Reflection on MP
Notes on the COMP3007 Machine Perception assignment and my reflection.
Purpose and Background
The goal of this assignment was to build an end-to-end system that can read building numbers on the Curtin campus from raw images. Instead of just classifying a whole image, the system had to:
- Detect where the building number sign is.
- Segment out the individual digits.
- Recognise each digit and reconstruct the final building number.
What I liked about this project is that it combined almost every part of the COMP3007 pipeline:
- feature extraction (binary shape analysis, HOG);
- classical machine learning (SVM);
- modern deep learning (YOLOv8 for detection);
- plus practical tooling (CLI pipeline, config files, experiment tracking).

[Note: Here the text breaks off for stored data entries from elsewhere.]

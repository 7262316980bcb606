//! API Router with Swagger UI

use std::sync::Arc;
use std::time::Instant;

use axum::{
    middleware,
    routing::{get, post, put},
    Router,
};
use metrics_exporter_prometheus::PrometheusHandle;
use sea_orm::DatabaseConnection;
use tower_http::cors::{Any, CorsLayer};
use tower_http::trace::TraceLayer;
use utoipa::openapi::security::{HttpAuthScheme, HttpBuilder, SecurityScheme};
use utoipa::{Modify, OpenApi};
use utoipa_swagger_ui::SwaggerUi;

use crate::application::services::{ReceptionService, WarehouseService};
use crate::domain::RepositoryProvider;
use crate::infrastructure::crypto::jwt::JwtConfig;
use crate::interfaces::http::common::{ApiResponse, PaginatedResponse, PaginationParams};
use crate::interfaces::http::middleware::{admin_middleware, auth_middleware, AuthState};
use crate::interfaces::http::modules::{auth, health, metrics, trucks, users, warehouses};
use crate::interfaces::ws::{create_notification_state, ws_notifications_handler};
use crate::notifications::SharedEventBus;

/// Security scheme modifier for OpenAPI
struct SecurityAddon;

impl Modify for SecurityAddon {
    fn modify(&self, openapi: &mut utoipa::openapi::OpenApi) {
        if let Some(components) = openapi.components.as_mut() {
            components.add_security_scheme(
                "bearer_auth",
                SecurityScheme::Http(
                    HttpBuilder::new()
                        .scheme(HttpAuthScheme::Bearer)
                        .bearer_format("JWT")
                        .description(Some("JWT Bearer token"))
                        .build(),
                ),
            );
        }
    }
}

/// OpenAPI documentation
#[derive(OpenApi)]
#[openapi(
    paths(
        // Health
        health::handlers::health_check,
        // Auth
        auth::handlers::login,
        auth::handlers::get_current_user,
        auth::handlers::change_password,
        // Warehouses
        warehouses::handlers::list_warehouses,
        warehouses::handlers::create_warehouse,
        warehouses::handlers::get_warehouse,
        warehouses::handlers::update_warehouse,
        warehouses::handlers::delete_warehouse,
        warehouses::handlers::warehouse_stats,
        warehouses::handlers::list_warehouse_trucks,
        warehouses::handlers::register_truck,
        // Trucks
        trucks::handlers::list_trucks,
        trucks::handlers::get_truck,
        trucks::handlers::submit_analysis,
        trucks::handlers::validate_truck,
        trucks::handlers::refuse_truck,
        trucks::handlers::resend_truck,
        trucks::handlers::reintegrate_truck,
        trucks::handlers::accept_truck,
        trucks::handlers::discharge_truck,
        trucks::handlers::mark_seen,
        // Users
        users::handlers::list_users,
        users::handlers::get_user,
        users::handlers::create_user,
        users::handlers::update_user,
        users::handlers::delete_user,
    ),
    components(
        schemas(
            // Common
            ApiResponse<String>,
            PaginatedResponse<trucks::TruckDto>,
            PaginationParams,
            // Auth
            auth::LoginRequest,
            auth::LoginResponse,
            auth::UserInfo,
            auth::ChangePasswordRequest,
            // Warehouses
            warehouses::WarehouseDto,
            warehouses::CreateWarehouseRequest,
            warehouses::UpdateWarehouseRequest,
            warehouses::WarehouseStatsDto,
            // Trucks
            trucks::TruckDto,
            trucks::HistoryEntryDto,
            trucks::TruckProductsDto,
            trucks::RegisterTruckRequest,
            trucks::SubmitAnalysisRequest,
            trucks::RefuseTruckRequest,
            trucks::AcceptTruckRequest,
            // Users
            users::UserDto,
            users::CreateUserRequest,
            users::UpdateUserRequest,
            // Health
            health::HealthResponse,
            health::ComponentHealth,
        )
    ),
    modifiers(&SecurityAddon),
    tags(
        (name = "Health", description = "Server health check endpoints"),
        (name = "Authentication", description = "User authentication: login (JWT), profile, password change"),
        (name = "Warehouses", description = "Warehouse CRUD, dashboard stats and truck registration"),
        (name = "Trucks", description = "Truck history views and reception workflow actions"),
        (name = "Users", description = "Staff account management (admin only)"),
        (name = "WebSocket Notifications", description = "Real-time event notifications via WebSocket"),
    ),
    info(
        title = "Warehouse Reception API",
        version = "1.0.0",
        description = "REST API for tracking trucks through the warehouse reception workflow",
        license(name = "MIT")
    )
)]
pub struct ApiDoc;

/// Create the API router with all routes
#[allow(clippy::too_many_arguments)]
pub fn create_api_router(
    repos: Arc<dyn RepositoryProvider>,
    reception: Arc<ReceptionService>,
    warehouse_service: Arc<WarehouseService>,
    db: DatabaseConnection,
    jwt_config: JwtConfig,
    event_bus: SharedEventBus,
    prometheus_handle: PrometheusHandle,
) -> Router {
    let auth_state = AuthState {
        jwt_config: jwt_config.clone(),
    };

    // CORS configuration
    let cors = CorsLayer::new()
        .allow_origin(Any)
        .allow_methods(Any)
        .allow_headers(Any);

    // Auth routes (login is public, the rest sits behind the middleware)
    let auth_handler_state = auth::AuthHandlerState {
        repos: repos.clone(),
        jwt_config,
    };
    let auth_public_routes = Router::new()
        .route("/login", post(auth::handlers::login))
        .with_state(auth_handler_state.clone());
    let auth_protected_routes = Router::new()
        .route("/me", get(auth::handlers::get_current_user))
        .route("/change-password", put(auth::handlers::change_password))
        .layer(middleware::from_fn_with_state(
            auth_state.clone(),
            auth_middleware,
        ))
        .with_state(auth_handler_state);

    // Warehouse routes (protected)
    let warehouse_state = warehouses::WarehouseHandlerState {
        warehouses: warehouse_service,
        reception: reception.clone(),
    };
    let warehouse_routes = Router::new()
        .route(
            "/",
            get(warehouses::handlers::list_warehouses).post(warehouses::handlers::create_warehouse),
        )
        .route(
            "/{id}",
            get(warehouses::handlers::get_warehouse)
                .put(warehouses::handlers::update_warehouse)
                .delete(warehouses::handlers::delete_warehouse),
        )
        .route("/{id}/stats", get(warehouses::handlers::warehouse_stats))
        .route(
            "/{id}/trucks",
            get(warehouses::handlers::list_warehouse_trucks)
                .post(warehouses::handlers::register_truck),
        )
        .layer(middleware::from_fn_with_state(
            auth_state.clone(),
            auth_middleware,
        ))
        .with_state(warehouse_state);

    // Truck routes (protected)
    let truck_state = trucks::TruckHandlerState { reception };
    let truck_routes = Router::new()
        .route("/", get(trucks::handlers::list_trucks))
        .route("/{id}", get(trucks::handlers::get_truck))
        .route("/{id}/analysis", post(trucks::handlers::submit_analysis))
        .route("/{id}/validate", post(trucks::handlers::validate_truck))
        .route("/{id}/refuse", post(trucks::handlers::refuse_truck))
        .route("/{id}/resend", post(trucks::handlers::resend_truck))
        .route(
            "/{id}/reintegrate",
            post(trucks::handlers::reintegrate_truck),
        )
        .route("/{id}/accept", post(trucks::handlers::accept_truck))
        .route("/{id}/discharge", post(trucks::handlers::discharge_truck))
        .route("/{id}/seen", post(trucks::handlers::mark_seen))
        .layer(middleware::from_fn_with_state(
            auth_state.clone(),
            auth_middleware,
        ))
        .with_state(truck_state);

    // User routes (admin only)
    let user_state = users::UserHandlerState { repos };
    let user_routes = Router::new()
        .route(
            "/",
            get(users::handlers::list_users).post(users::handlers::create_user),
        )
        .route(
            "/{id}",
            get(users::handlers::get_user)
                .put(users::handlers::update_user)
                .delete(users::handlers::delete_user),
        )
        .layer(middleware::from_fn(admin_middleware))
        .layer(middleware::from_fn_with_state(
            auth_state,
            auth_middleware,
        ))
        .with_state(user_state);

    // Health (public)
    let health_state = health::HealthState {
        db,
        started_at: Arc::new(Instant::now()),
    };
    let health_routes = Router::new()
        .route("/health", get(health::handlers::health_check))
        .with_state(health_state);

    // Metrics (public scrape endpoint)
    let metrics_state = metrics::MetricsState {
        handle: prometheus_handle,
    };
    let metrics_routes = Router::new()
        .route("/metrics", get(metrics::prometheus_metrics))
        .with_state(metrics_state);

    // Notification WebSocket routes (no auth for WebSocket upgrade)
    let notification_state = create_notification_state(event_bus);
    let notification_routes = Router::new()
        .route("/ws", get(ws_notifications_handler))
        .with_state(notification_state);

    let swagger_routes = SwaggerUi::new("/docs").url("/api-doc/openapi.json", ApiDoc::openapi());

    // Build router
    Router::new()
        // Swagger UI
        .merge(swagger_routes)
        // Health + metrics
        .merge(health_routes)
        .merge(metrics_routes)
        // Auth
        .nest("/api/v1/auth", auth_public_routes)
        .nest("/api/v1/auth", auth_protected_routes)
        // Warehouses
        .nest("/api/v1/warehouses", warehouse_routes)
        // Trucks
        .nest("/api/v1/trucks", truck_routes)
        // Users
        .nest("/api/v1/users", user_routes)
        // Notifications WebSocket
        .nest("/api/v1/notifications", notification_routes)
        // Middleware
        .layer(cors)
        .layer(TraceLayer::new_for_http())
}
//! Common API DTOs

mod validated_json;

pub use validated_json::{ValidatedJson, ValidatedJsonRejection};

use axum::http::StatusCode;
use axum::Json;
use serde::{Deserialize, Serialize};
use utoipa::ToSchema;

use crate::domain::DomainError;

/// Standard API response envelope.
///
/// Every REST endpoint wraps its payload:
/// `{"success": true, "data": {...}}` on success,
/// `{"success": false, "error": "..."}` on failure.
#[derive(Debug, Serialize, Deserialize, ToSchema)]
pub struct ApiResponse<T> {
    /// `true` if the request succeeded
    pub success: bool,
    /// Payload, `null` on error
    pub data: Option<T>,
    /// Error description, `null` on success
    #[serde(skip_serializing_if = "Option::is_none")]
    pub error: Option<String>,
}

impl<T> ApiResponse<T> {
    pub fn success(data: T) -> Self {
        Self {
            success: true,
            data: Some(data),
            error: None,
        }
    }

    pub fn error(message: impl Into<String>) -> Self {
        Self {
            success: false,
            data: None,
            error: Some(message.into()),
        }
    }
}

/// Pagination parameters for list endpoints
#[derive(Debug, Deserialize, ToSchema, utoipa::IntoParams)]
pub struct PaginationParams {
    /// Page number (1-based). Default: 1
    #[serde(default = "default_page")]
    pub page: u32,
    /// Items per page (1-100). Default: 20
    #[serde(default = "default_page_size")]
    pub page_size: u32,
}

impl Default for PaginationParams {
    fn default() -> Self {
        Self {
            page: default_page(),
            page_size: default_page_size(),
        }
    }
}

fn default_page() -> u32 {
    1
}

fn default_page_size() -> u32 {
    20
}

/// Paginated response: one page of items plus page metadata
#[derive(Debug, Serialize, Deserialize, ToSchema)]
pub struct PaginatedResponse<T> {
    pub items: Vec<T>,
    /// Total item count across all pages
    pub total: u64,
    /// Current page (1-based)
    pub page: u32,
    pub page_size: u32,
    pub total_pages: u32,
}

impl<T> PaginatedResponse<T> {
    pub fn new(items: Vec<T>, total: u64, page: u32, page_size: u32) -> Self {
        let total_pages = ((total as f64) / (page_size as f64)).ceil() as u32;
        Self {
            items,
            total,
            page,
            page_size,
            total_pages,
        }
    }

    /// Paginate an already-filtered in-memory collection.
    pub fn paginate(all: Vec<T>, params: &PaginationParams) -> Self {
        let page = params.page.max(1);
        let page_size = params.page_size.clamp(1, 100);
        let total = all.len() as u64;
        let items = all
            .into_iter()
            .skip(((page - 1) * page_size) as usize)
            .take(page_size as usize)
            .collect();
        Self::new(items, total, page, page_size)
    }
}

/// Map a domain error to the HTTP status it should surface as.
pub fn error_status(error: &DomainError) -> StatusCode {
    match error {
        DomainError::NotFound { .. } => StatusCode::NOT_FOUND,
        DomainError::Validation(_) => StatusCode::BAD_REQUEST,
        DomainError::Conflict(_)
        | DomainError::StaleVersion { .. }
        | DomainError::InvalidTransition { .. } => StatusCode::CONFLICT,
        DomainError::Unauthorized(_) => StatusCode::UNAUTHORIZED,
        DomainError::Forbidden(_) => StatusCode::FORBIDDEN,
        DomainError::Storage(_) => StatusCode::INTERNAL_SERVER_ERROR,
    }
}

/// Shorthand for the usual handler error tuple.
pub fn domain_error<T>(error: DomainError) -> (StatusCode, Json<ApiResponse<T>>) {
    (
        error_status(&error),
        Json(ApiResponse::error(error.to_string())),
    )
}

#[cfg(test)]
mod tests {
    use super::*;

    #[test]
    fn paginate_slices_and_counts() {
        let all: Vec<u32> = (0..45).collect();
        let page = PaginatedResponse::paginate(
            all,
            &PaginationParams {
                page: 2,
                page_size: 20,
            },
        );

        assert_eq!(page.total, 45);
        assert_eq!(page.total_pages, 3);
        assert_eq!(page.items.first(), Some(&20));
        assert_eq!(page.items.len(), 20);
    }

    #[test]
    fn transition_conflicts_map_to_409() {
        let err = DomainError::InvalidTransition {
            action: "refuse",
            from: "Validé".to_string(),
        };
        assert_eq!(error_status(&err), StatusCode::CONFLICT);
    }
}
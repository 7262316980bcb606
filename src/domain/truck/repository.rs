//! Truck repository interface

use async_trait::async_trait;
use uuid::Uuid;

use super::model::Truck;
use crate::domain::DomainResult;

#[async_trait]
pub trait TruckRepository: Send + Sync {
    async fn save(&self, truck: Truck) -> DomainResult<()>;
    async fn find_by_id(&self, id: Uuid) -> DomainResult<Option<Truck>>;
    async fn find_for_warehouse(&self, entrepot_id: Uuid) -> DomainResult<Vec<Truck>>;
    async fn find_all(&self) -> DomainResult<Vec<Truck>>;

    /// Whole-record update with an optimistic concurrency check.
    ///
    /// Fails with `StaleVersion` when the stored version no longer matches
    /// `truck.version`; on success returns the record with the bumped
    /// version.
    async fn update(&self, truck: Truck) -> DomainResult<Truck>;

    async fn delete(&self, id: Uuid) -> DomainResult<()>;

    /// Remove every truck of a warehouse (cascade on warehouse delete).
    /// Returns the number of removed records.
    async fn delete_for_warehouse(&self, entrepot_id: Uuid) -> DomainResult<u64>;
}
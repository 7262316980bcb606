//! Truck status workflow engine
//!
//! One action applied to one truck produces a new status pair, the
//! event-specific timestamps, exactly one history entry and the
//! notification flag updates for the other role. Preconditions are
//! checked against the current `(statut, advanced_status)` pair; an
//! action applied out of order fails with `InvalidTransition` and leaves
//! the truck untouched.

use chrono::Utc;

use super::model::{Actor, AdvancedTruckStatus, Truck, TruckProducts, TruckStatus};
use crate::domain::{DomainError, DomainResult};

/// A workflow action performed by staff on a registered truck.
///
/// Registration itself is not an action: it creates the record
/// (see [`Truck::register`]).
#[derive(Debug, Clone, PartialEq)]
pub enum TruckAction {
    /// Manager records the analysis codes
    SubmitAnalysis { kor: String, th: String },
    /// Admin accepts the truck
    Validate,
    /// Admin refuses the truck, optionally with an annotation
    Refuse { comment: Option<String> },
    /// Manager sends a refused truck back for re-examination
    Resend,
    /// Admin puts a resent truck back into the decision queue
    Reintegrate,
    /// Manager records product data, finalizing acceptance
    AcceptFinal { products: TruckProducts },
    /// Manager marks unloading as finished
    MarkDischarged,
}

impl TruckAction {
    /// Role responsible for the action
    pub fn actor(&self) -> Actor {
        match self {
            Self::Validate | Self::Refuse { .. } | Self::Reintegrate => Actor::Admin,
            Self::SubmitAnalysis { .. }
            | Self::Resend
            | Self::AcceptFinal { .. }
            | Self::MarkDischarged => Actor::Gerant,
        }
    }

    /// Short action name used in errors and metrics
    pub fn name(&self) -> &'static str {
        match self {
            Self::SubmitAnalysis { .. } => "submit_analysis",
            Self::Validate => "validate",
            Self::Refuse { .. } => "refuse",
            Self::Resend => "resend",
            Self::Reintegrate => "reintegrate",
            Self::AcceptFinal { .. } => "accept_final",
            Self::MarkDischarged => "mark_discharged",
        }
    }
}

fn invalid(action: &TruckAction, truck: &Truck) -> DomainError {
    DomainError::InvalidTransition {
        action: action.name(),
        from: truck.state_label(),
    }
}

/// Apply a workflow action to a truck in place.
///
/// Appends exactly one history entry on success. The caller is expected
/// to work on a copy and persist the whole record afterwards so a failed
/// write never leaves a half-applied transition behind.
pub fn apply(truck: &mut Truck, action: TruckAction) -> DomainResult<()> {
    let now = Utc::now();
    let by = action.actor();

    match &action {
        TruckAction::SubmitAnalysis { kor, th } => {
            if truck.statut != TruckStatus::Enregistre {
                return Err(invalid(&action, truck));
            }
            if kor.trim().is_empty() || th.trim().is_empty() {
                return Err(DomainError::Validation(
                    "kor and th are required to submit an analysis".to_string(),
                ));
            }
            truck.kor = Some(kor.trim().to_string());
            truck.th = Some(th.trim().to_string());
            truck.statut = TruckStatus::EnAttente;
            truck.push_history("Analyse soumise", by, now);
        }

        TruckAction::Validate => {
            if truck.statut != TruckStatus::EnAttente {
                return Err(invalid(&action, truck));
            }
            truck.statut = TruckStatus::Valide;
            truck.advanced_status = None;
            truck.validated_at = Some(now);
            truck.unread_for_gerant = true;
            truck.push_history("Camion validé", by, now);
        }

        TruckAction::Refuse { comment } => {
            if truck.statut != TruckStatus::EnAttente {
                return Err(invalid(&action, truck));
            }
            truck.statut = TruckStatus::Annule;
            truck.advanced_status = Some(AdvancedTruckStatus::RefuseEnAttenteGerant);
            truck.refused_at = Some(now);
            truck.unread_for_gerant = true;
            if let Some(comment) = comment {
                truck.comment = Some(comment.clone());
            }
            truck.push_history("Camion refusé", by, now);
        }

        TruckAction::Resend => {
            if truck.statut != TruckStatus::Annule
                || truck.advanced_status != Some(AdvancedTruckStatus::RefuseEnAttenteGerant)
            {
                return Err(invalid(&action, truck));
            }
            truck.advanced_status = Some(AdvancedTruckStatus::RefuseRenvoye);
            truck.renvoye_at = Some(now);
            truck.unread_for_admin = true;
            truck.push_history("Camion renvoyé pour réexamen", by, now);
        }

        TruckAction::Reintegrate => {
            if truck.statut != TruckStatus::Annule
                || truck.advanced_status != Some(AdvancedTruckStatus::RefuseRenvoye)
            {
                return Err(invalid(&action, truck));
            }
            truck.statut = TruckStatus::EnAttente;
            truck.advanced_status = Some(AdvancedTruckStatus::RefuseReintegre);
            truck.unread_for_gerant = true;
            truck.push_history("Camion réintégré", by, now);
        }

        TruckAction::AcceptFinal { products } => {
            if truck.statut != TruckStatus::Valide
                || truck.advanced_status == Some(AdvancedTruckStatus::AccepteFinal)
            {
                return Err(invalid(&action, truck));
            }
            if products.lot_number.trim().is_empty() {
                return Err(DomainError::Validation(
                    "lot_number is required for final acceptance".to_string(),
                ));
            }
            truck.advanced_status = Some(AdvancedTruckStatus::AccepteFinal);
            truck.final_accepted_at = Some(now);
            truck.products = Some(products.clone());
            truck.unread_for_admin = true;
            truck.push_history("Produits enregistrés, camion accepté", by, now);
        }

        TruckAction::MarkDischarged => {
            if truck.statut != TruckStatus::Valide
                || truck.advanced_status != Some(AdvancedTruckStatus::AccepteFinal)
            {
                return Err(invalid(&action, truck));
            }
            truck.statut = TruckStatus::Decharge;
            truck.decharge_at = Some(now);
            truck.unread_for_admin = true;
            truck.push_history("Déchargement terminé", by, now);
        }
    }

    Ok(())
}

// ── Tests ──────────────────────────────────────────────────────

#[cfg(test)]
mod tests {
    use super::*;
    use crate::domain::truck::model::{ReceptionStatus, TruckRegistration};
    use uuid::Uuid;

    fn registration() -> TruckRegistration {
        TruckRegistration {
            immatriculation: "AB-123-CD".to_string(),
            transporteur: "Acme".to_string(),
            transfert: String::new(),
            cooperative: String::new(),
        }
    }

    fn registered_truck() -> Truck {
        Truck::register(Uuid::new_v4(), registration(), ReceptionStatus::Enregistrer)
    }

    fn products() -> TruckProducts {
        TruckProducts {
            lot_number: "LOT-7".to_string(),
            bag_count: 120,
            gross_weight_kg: 9_600.0,
            net_weight_kg: 9_450.0,
        }
    }

    #[test]
    fn registration_creates_first_history_entry() {
        let truck = registered_truck();
        assert_eq!(truck.statut, TruckStatus::Enregistre);
        assert_eq!(truck.history.len(), 1);
        assert_eq!(truck.history[0].event, "Camion enregistré");
        assert_eq!(truck.history[0].by, Actor::Gerant);
        assert!(!truck.unread_for_admin);
        assert!(!truck.unread_for_gerant);
    }

    #[test]
    fn gate_refusal_lands_in_refoule() {
        let truck = Truck::register(Uuid::new_v4(), registration(), ReceptionStatus::Refouler);
        assert_eq!(truck.statut, TruckStatus::Refoule);
        assert_eq!(truck.history[0].event, "Camion refoulé à l'arrivée");
    }

    #[test]
    fn analysis_moves_to_en_attente_and_sets_codes() {
        let mut truck = registered_truck();
        apply(
            &mut truck,
            TruckAction::SubmitAnalysis {
                kor: "K1".to_string(),
                th: "T1".to_string(),
            },
        )
        .unwrap();

        assert_eq!(truck.statut, TruckStatus::EnAttente);
        assert_eq!(truck.kor.as_deref(), Some("K1"));
        assert_eq!(truck.th.as_deref(), Some("T1"));
        assert_eq!(truck.history.len(), 2);
        // never skips ahead
        assert_ne!(truck.statut, TruckStatus::Valide);
    }

    #[test]
    fn analysis_requires_both_codes() {
        let mut truck = registered_truck();
        let err = apply(
            &mut truck,
            TruckAction::SubmitAnalysis {
                kor: "K1".to_string(),
                th: "  ".to_string(),
            },
        )
        .unwrap_err();

        assert!(matches!(err, DomainError::Validation(_)));
        assert_eq!(truck.statut, TruckStatus::Enregistre);
        assert_eq!(truck.history.len(), 1);
    }

    #[test]
    fn refuse_sets_substate_and_notifies_gerant() {
        let mut truck = registered_truck();
        apply(
            &mut truck,
            TruckAction::SubmitAnalysis {
                kor: "K1".to_string(),
                th: "T1".to_string(),
            },
        )
        .unwrap();
        apply(&mut truck, TruckAction::Refuse { comment: None }).unwrap();

        assert_eq!(truck.statut, TruckStatus::Annule);
        assert_eq!(
            truck.advanced_status,
            Some(AdvancedTruckStatus::RefuseEnAttenteGerant)
        );
        assert!(truck.unread_for_gerant);
        assert!(truck.refused_at.is_some());
        assert_eq!(truck.history.len(), 3);
    }

    #[test]
    fn refusing_a_validated_truck_is_rejected() {
        let mut truck = registered_truck();
        apply(
            &mut truck,
            TruckAction::SubmitAnalysis {
                kor: "K1".to_string(),
                th: "T1".to_string(),
            },
        )
        .unwrap();
        apply(&mut truck, TruckAction::Validate).unwrap();

        let err = apply(&mut truck, TruckAction::Refuse { comment: None }).unwrap_err();
        assert!(matches!(err, DomainError::InvalidTransition { .. }));
        assert_eq!(truck.statut, TruckStatus::Valide);
        assert_eq!(truck.history.len(), 3);
    }

    #[test]
    fn full_refusal_round_trip() {
        let mut truck = registered_truck();
        apply(
            &mut truck,
            TruckAction::SubmitAnalysis {
                kor: "K1".to_string(),
                th: "T1".to_string(),
            },
        )
        .unwrap();
        apply(
            &mut truck,
            TruckAction::Refuse {
                comment: Some("KOR hors norme".to_string()),
            },
        )
        .unwrap();
        apply(&mut truck, TruckAction::Resend).unwrap();

        assert_eq!(truck.statut, TruckStatus::Annule);
        assert_eq!(truck.advanced_status, Some(AdvancedTruckStatus::RefuseRenvoye));
        assert!(truck.unread_for_admin);
        assert!(truck.renvoye_at.is_some());
        assert_eq!(truck.comment.as_deref(), Some("KOR hors norme"));

        apply(&mut truck, TruckAction::Reintegrate).unwrap();
        assert_eq!(truck.statut, TruckStatus::EnAttente);
        assert_eq!(
            truck.advanced_status,
            Some(AdvancedTruckStatus::RefuseReintegre)
        );
        assert_eq!(truck.history.len(), 5);
    }

    #[test]
    fn resend_requires_pending_refusal() {
        let mut truck = registered_truck();
        let err = apply(&mut truck, TruckAction::Resend).unwrap_err();
        assert!(matches!(err, DomainError::InvalidTransition { .. }));
    }

    #[test]
    fn acceptance_then_discharge() {
        let mut truck = registered_truck();
        apply(
            &mut truck,
            TruckAction::SubmitAnalysis {
                kor: "K1".to_string(),
                th: "T1".to_string(),
            },
        )
        .unwrap();
        apply(&mut truck, TruckAction::Validate).unwrap();
        assert!(truck.unread_for_gerant);
        assert!(truck.validated_at.is_some());

        apply(
            &mut truck,
            TruckAction::AcceptFinal {
                products: products(),
            },
        )
        .unwrap();
        assert_eq!(truck.statut, TruckStatus::Valide);
        assert_eq!(truck.advanced_status, Some(AdvancedTruckStatus::AccepteFinal));
        assert!(truck.final_accepted_at.is_some());
        assert!(truck.unread_for_admin);
        assert_eq!(truck.products.as_ref().unwrap().bag_count, 120);

        apply(&mut truck, TruckAction::MarkDischarged).unwrap();
        assert_eq!(truck.statut, TruckStatus::Decharge);
        assert_eq!(truck.advanced_status, Some(AdvancedTruckStatus::AccepteFinal));
        assert!(truck.decharge_at.is_some());
        assert_eq!(truck.history.len(), 5);
    }

    #[test]
    fn double_acceptance_is_rejected() {
        let mut truck = registered_truck();
        apply(
            &mut truck,
            TruckAction::SubmitAnalysis {
                kor: "K1".to_string(),
                th: "T1".to_string(),
            },
        )
        .unwrap();
        apply(&mut truck, TruckAction::Validate).unwrap();
        apply(
            &mut truck,
            TruckAction::AcceptFinal {
                products: products(),
            },
        )
        .unwrap();

        let err = apply(
            &mut truck,
            TruckAction::AcceptFinal {
                products: products(),
            },
        )
        .unwrap_err();
        assert!(matches!(err, DomainError::InvalidTransition { .. }));
    }

    #[test]
    fn discharge_requires_final_acceptance() {
        let mut truck = registered_truck();
        apply(
            &mut truck,
            TruckAction::SubmitAnalysis {
                kor: "K1".to_string(),
                th: "T1".to_string(),
            },
        )
        .unwrap();
        apply(&mut truck, TruckAction::Validate).unwrap();

        let err = apply(&mut truck, TruckAction::MarkDischarged).unwrap_err();
        assert!(matches!(err, DomainError::InvalidTransition { .. }));
    }

    #[test]
    fn history_grows_by_exactly_one_per_action() {
        let mut truck = registered_truck();
        let actions = [
            TruckAction::SubmitAnalysis {
                kor: "K1".to_string(),
                th: "T1".to_string(),
            },
            TruckAction::Validate,
            TruckAction::AcceptFinal {
                products: products(),
            },
            TruckAction::MarkDischarged,
        ];

        for (i, action) in actions.into_iter().enumerate() {
            apply(&mut truck, action).unwrap();
            assert_eq!(truck.history.len(), i + 2);
        }
    }

    #[test]
    fn mark_seen_clears_only_own_flag() {
        let mut truck = registered_truck();
        truck.unread_for_admin = true;
        truck.unread_for_gerant = true;

        truck.mark_seen(Actor::Admin);
        assert!(!truck.unread_for_admin);
        assert!(truck.unread_for_gerant);

        // idempotent
        truck.mark_seen(Actor::Admin);
        assert!(!truck.unread_for_admin);
    }
}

It felt like a nice capstone for the unit: taking things from lectures and practicals and wiring them into something that actually works on real photos.
Dataset and Annotation
All images came from Curtin campus scenes, where the building number is printed on plates attached to walls, pillars, or building facades. To make the system robust, the dataset included variations in:
- viewpoint (front-on vs angled shots),
- lighting (harsh sun, shadows, cloudy),
- background clutter (trees, people, vehicles),
- sign styles (different fonts, contrast, size).
I used Roboflow to:
- upload and organise the raw images,
- draw bounding boxes around building-number signs,
- export annotations in COCO format (Microsoft’s Common Objects in Context format),
- perform basic augmentations (flips, slight rotations, brightness/contrast changes).
Having COCO-style JSON annotations made it straightforward to plug the dataset into YOLOv8’s training pipeline.
System Overview
The final system is a three-stage pipeline:
-
Detection (YOLOv8)
Take a campus image and detect the building-number sign as a bounding box. -
Segmentation & Preprocessing
Crop the sign region, binarise it, clean it up, and isolate individual characters using connected components and simple geometric rules. -
Recognition (HOG + SVM)
For each character crop, extract HOG features and classify them with an SVM trained on digit patches. Concatenate digits to form the final building number (e.g., “204”, “410A”).
Everything is wrapped in a CLI pipeline, so running the whole assignment is essentially:
python assignment.py --task all --input_dir path/to/images --output_dir results/
This runs detection, segmentation, and recognition, and writes out the expected result files for marking.
Detection: YOLOv8 Fine-Tuning
For detection I used YOLOv8 (Ultralytics), starting from a pre-trained checkpoint that was originally trained on Microsoft COCO. COCO pretraining gives the model strong general visual features, so fine-tuning on my small campus dataset converged reasonably quickly.
Key steps:
- Converted the Roboflow annotations to the exact format YOLOv8 expects.
- Split the dataset into train / val sets to monitor generalisation.
- Fine-tuned a lightweight YOLOv8 model on the “building-number sign” class.
- Logged training runs to Weights & Biases (wandb) to track:
- training/validation loss,
mAP@0.5andmAP@0.5:0.95,- learning rate schedules and run comparisons.
In practice, the detector was very good at finding the sign region even under challenging lighting and clutter, which is crucial because any missed sign means the whole pipeline fails for that image.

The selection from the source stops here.